> EXERCISE DIRECTIONS:
In the records below, find each line with the word "format" and copy it.

> EXERCISE INPUT:
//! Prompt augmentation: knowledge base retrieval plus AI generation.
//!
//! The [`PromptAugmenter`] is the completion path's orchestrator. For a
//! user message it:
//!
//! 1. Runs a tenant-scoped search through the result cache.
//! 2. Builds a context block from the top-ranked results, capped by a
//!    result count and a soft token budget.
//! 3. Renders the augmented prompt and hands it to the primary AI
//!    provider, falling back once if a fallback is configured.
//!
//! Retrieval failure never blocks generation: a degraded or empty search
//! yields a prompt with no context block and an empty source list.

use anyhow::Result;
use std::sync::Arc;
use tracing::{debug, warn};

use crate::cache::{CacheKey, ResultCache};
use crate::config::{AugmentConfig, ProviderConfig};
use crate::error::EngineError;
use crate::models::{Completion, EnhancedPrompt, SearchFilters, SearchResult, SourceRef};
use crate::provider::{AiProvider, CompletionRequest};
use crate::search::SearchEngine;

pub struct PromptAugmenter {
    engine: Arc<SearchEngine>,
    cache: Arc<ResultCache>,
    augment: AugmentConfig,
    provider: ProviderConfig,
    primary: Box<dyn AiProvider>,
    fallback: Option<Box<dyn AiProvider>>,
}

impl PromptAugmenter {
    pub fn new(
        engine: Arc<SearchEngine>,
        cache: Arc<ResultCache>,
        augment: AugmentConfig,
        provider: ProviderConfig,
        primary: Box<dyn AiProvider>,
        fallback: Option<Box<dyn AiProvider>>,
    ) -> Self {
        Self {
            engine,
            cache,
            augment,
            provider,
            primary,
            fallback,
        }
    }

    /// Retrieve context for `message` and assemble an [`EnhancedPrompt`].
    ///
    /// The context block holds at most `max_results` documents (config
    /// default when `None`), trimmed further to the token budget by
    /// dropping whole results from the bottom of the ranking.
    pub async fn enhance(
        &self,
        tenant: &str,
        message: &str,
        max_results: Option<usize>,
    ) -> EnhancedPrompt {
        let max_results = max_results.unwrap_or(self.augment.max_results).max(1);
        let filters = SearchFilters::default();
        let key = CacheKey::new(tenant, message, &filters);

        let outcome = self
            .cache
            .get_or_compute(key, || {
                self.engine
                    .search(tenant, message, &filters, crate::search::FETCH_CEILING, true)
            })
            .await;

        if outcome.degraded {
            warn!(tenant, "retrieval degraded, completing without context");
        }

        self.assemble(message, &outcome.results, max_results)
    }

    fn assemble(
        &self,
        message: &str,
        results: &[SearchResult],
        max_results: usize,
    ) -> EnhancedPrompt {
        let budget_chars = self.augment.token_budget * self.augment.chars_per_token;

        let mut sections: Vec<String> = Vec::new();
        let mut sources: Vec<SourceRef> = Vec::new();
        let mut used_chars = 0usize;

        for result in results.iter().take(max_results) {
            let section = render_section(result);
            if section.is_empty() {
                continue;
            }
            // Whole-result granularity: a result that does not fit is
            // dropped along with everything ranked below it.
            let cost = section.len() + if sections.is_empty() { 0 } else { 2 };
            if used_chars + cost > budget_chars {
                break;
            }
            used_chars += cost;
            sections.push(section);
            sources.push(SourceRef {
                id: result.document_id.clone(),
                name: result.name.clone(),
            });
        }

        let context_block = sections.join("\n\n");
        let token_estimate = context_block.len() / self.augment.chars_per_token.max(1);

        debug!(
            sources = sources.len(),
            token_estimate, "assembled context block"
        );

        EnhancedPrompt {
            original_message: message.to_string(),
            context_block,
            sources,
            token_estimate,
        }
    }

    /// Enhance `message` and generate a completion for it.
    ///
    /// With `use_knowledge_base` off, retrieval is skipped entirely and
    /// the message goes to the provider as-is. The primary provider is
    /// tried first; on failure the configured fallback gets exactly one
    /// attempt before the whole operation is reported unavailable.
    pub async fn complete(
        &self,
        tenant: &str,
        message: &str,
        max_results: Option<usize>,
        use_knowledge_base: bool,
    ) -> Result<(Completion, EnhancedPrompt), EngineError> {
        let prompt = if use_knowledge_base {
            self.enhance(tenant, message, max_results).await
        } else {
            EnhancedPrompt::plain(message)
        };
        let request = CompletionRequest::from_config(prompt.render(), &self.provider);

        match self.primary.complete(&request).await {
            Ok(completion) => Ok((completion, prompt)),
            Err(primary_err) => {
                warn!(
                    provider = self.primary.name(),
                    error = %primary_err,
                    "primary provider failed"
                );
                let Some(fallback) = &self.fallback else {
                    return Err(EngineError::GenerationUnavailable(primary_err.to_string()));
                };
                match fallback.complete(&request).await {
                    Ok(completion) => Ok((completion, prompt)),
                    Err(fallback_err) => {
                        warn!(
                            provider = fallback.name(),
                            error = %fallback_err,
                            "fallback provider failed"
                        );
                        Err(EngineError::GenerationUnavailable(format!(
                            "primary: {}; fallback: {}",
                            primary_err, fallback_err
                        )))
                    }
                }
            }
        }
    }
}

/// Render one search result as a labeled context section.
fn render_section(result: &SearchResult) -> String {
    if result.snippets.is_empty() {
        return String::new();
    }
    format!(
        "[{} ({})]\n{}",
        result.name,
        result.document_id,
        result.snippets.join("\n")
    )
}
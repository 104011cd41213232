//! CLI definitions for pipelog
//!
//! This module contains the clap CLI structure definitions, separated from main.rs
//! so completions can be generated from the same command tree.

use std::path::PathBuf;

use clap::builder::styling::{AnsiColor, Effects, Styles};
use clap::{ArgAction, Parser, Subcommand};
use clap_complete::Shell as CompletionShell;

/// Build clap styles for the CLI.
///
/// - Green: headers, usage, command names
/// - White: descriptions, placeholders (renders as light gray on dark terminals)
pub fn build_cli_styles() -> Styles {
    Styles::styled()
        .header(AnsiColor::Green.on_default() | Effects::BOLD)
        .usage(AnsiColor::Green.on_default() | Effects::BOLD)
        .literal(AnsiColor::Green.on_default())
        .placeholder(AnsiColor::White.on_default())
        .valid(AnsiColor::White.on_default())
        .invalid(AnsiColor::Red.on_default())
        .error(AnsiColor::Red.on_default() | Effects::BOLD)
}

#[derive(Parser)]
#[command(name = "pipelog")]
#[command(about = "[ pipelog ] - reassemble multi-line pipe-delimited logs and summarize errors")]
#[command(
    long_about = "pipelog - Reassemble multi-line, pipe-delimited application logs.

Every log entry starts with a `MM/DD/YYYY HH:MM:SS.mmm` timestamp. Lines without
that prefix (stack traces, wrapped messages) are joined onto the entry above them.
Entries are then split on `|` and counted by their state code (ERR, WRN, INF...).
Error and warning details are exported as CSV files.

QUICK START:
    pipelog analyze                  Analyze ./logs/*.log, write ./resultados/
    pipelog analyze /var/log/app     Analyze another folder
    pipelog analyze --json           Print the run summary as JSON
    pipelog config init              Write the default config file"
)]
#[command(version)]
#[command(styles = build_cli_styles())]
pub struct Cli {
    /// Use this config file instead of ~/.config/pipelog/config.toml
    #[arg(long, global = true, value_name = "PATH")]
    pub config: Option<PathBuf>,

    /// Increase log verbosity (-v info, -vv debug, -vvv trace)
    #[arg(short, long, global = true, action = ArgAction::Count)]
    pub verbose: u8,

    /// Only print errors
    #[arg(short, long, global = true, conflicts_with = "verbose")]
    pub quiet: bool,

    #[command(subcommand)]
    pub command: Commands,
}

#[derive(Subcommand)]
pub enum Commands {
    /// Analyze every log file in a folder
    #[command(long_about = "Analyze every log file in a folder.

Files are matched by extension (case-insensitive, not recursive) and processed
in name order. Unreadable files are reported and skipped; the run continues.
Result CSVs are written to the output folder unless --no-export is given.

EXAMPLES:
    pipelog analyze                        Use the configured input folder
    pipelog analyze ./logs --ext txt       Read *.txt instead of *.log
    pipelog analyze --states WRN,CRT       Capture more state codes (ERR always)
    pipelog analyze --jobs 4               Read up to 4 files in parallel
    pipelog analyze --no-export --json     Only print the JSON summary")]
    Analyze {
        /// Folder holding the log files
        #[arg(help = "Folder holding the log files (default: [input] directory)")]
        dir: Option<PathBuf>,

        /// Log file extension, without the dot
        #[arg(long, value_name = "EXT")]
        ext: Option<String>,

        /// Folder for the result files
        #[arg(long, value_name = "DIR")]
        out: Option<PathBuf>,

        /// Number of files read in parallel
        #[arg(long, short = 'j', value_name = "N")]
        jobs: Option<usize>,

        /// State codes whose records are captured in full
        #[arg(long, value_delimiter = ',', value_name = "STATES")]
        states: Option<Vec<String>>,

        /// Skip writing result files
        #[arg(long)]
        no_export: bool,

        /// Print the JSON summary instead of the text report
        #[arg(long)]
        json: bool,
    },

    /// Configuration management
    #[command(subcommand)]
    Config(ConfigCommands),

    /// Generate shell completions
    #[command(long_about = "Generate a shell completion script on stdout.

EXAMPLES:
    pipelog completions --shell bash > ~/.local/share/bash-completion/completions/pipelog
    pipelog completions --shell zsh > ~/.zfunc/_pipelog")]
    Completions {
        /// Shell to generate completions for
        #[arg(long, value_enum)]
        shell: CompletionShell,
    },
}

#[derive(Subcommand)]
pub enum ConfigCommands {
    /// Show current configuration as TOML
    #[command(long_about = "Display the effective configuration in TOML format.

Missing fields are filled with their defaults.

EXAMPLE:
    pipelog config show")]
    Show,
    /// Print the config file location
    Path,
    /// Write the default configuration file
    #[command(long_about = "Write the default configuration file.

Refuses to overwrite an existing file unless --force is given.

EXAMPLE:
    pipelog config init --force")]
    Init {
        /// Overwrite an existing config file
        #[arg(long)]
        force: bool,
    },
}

> TASK SOLUTION:
                        Err(EngineError::GenerationUnavailable(format!(
    format!(
    #[command(long_about = "Display the effective configuration in TOML format.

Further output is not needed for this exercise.